Exercise requirements
In the entries that follow, the first line to write out is the one containing "pub const UPLOADS: &str", and the last is the one containing "pub const DOWNLOAD_SPEED: &str". Reproduce that stretch exactly, with nothing before or after it.

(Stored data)
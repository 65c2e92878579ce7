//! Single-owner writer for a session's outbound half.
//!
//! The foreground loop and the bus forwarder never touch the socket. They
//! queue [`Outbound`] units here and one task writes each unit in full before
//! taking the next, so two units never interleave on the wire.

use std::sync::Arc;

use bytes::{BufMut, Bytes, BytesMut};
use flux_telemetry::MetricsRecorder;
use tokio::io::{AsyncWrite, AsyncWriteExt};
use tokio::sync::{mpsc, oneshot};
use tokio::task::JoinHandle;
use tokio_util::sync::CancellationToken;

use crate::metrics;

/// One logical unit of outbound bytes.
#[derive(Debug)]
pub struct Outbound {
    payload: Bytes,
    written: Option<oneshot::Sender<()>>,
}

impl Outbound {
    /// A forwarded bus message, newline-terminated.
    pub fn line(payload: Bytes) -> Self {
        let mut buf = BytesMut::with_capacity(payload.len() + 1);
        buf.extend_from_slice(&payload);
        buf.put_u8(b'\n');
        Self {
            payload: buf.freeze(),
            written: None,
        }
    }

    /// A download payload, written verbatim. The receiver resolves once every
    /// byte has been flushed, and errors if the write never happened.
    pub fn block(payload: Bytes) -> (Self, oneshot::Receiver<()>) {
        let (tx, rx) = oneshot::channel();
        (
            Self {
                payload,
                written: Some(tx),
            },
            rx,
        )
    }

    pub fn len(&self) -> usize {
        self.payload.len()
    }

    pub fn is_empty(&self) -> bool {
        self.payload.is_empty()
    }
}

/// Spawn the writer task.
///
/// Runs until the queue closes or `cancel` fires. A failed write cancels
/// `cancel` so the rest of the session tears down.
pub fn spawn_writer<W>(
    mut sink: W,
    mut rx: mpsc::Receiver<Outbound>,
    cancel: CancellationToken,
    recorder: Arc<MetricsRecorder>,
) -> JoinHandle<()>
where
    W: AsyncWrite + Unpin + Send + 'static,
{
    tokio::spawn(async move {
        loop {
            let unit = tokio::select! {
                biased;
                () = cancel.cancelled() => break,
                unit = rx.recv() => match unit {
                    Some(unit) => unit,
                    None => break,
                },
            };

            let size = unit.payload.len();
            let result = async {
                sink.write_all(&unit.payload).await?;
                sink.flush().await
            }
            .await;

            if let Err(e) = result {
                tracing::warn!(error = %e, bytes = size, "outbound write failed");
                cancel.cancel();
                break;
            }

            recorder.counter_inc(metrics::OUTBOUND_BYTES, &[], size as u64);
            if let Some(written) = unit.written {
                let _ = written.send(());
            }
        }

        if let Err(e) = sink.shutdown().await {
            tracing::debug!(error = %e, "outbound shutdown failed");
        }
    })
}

* * *

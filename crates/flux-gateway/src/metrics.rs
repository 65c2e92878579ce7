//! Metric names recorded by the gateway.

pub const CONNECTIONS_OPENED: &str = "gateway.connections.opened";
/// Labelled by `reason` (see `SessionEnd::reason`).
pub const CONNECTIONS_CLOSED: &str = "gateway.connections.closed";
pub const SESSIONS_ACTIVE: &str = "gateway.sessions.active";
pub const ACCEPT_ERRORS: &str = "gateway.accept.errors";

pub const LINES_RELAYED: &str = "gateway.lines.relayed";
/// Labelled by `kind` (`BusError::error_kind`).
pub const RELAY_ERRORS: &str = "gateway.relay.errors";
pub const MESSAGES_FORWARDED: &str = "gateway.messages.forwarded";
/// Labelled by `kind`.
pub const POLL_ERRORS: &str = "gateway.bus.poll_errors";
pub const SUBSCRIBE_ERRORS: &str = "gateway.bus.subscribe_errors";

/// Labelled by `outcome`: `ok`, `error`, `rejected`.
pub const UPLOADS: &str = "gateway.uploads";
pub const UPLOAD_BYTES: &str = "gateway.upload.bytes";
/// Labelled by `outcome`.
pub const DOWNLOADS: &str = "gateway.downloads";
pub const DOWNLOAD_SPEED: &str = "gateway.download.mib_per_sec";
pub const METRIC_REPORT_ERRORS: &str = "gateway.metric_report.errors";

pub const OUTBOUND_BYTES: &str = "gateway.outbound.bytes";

Written answer
pub const UPLOADS: &str = "gateway.uploads";
pub const UPLOAD_BYTES: &str = "gateway.upload.bytes";
/// Labelled by `outcome`.
pub const DOWNLOADS: &str = "gateway.downloads";
pub const DOWNLOAD_SPEED: &str = "gateway.download.mib_per_sec";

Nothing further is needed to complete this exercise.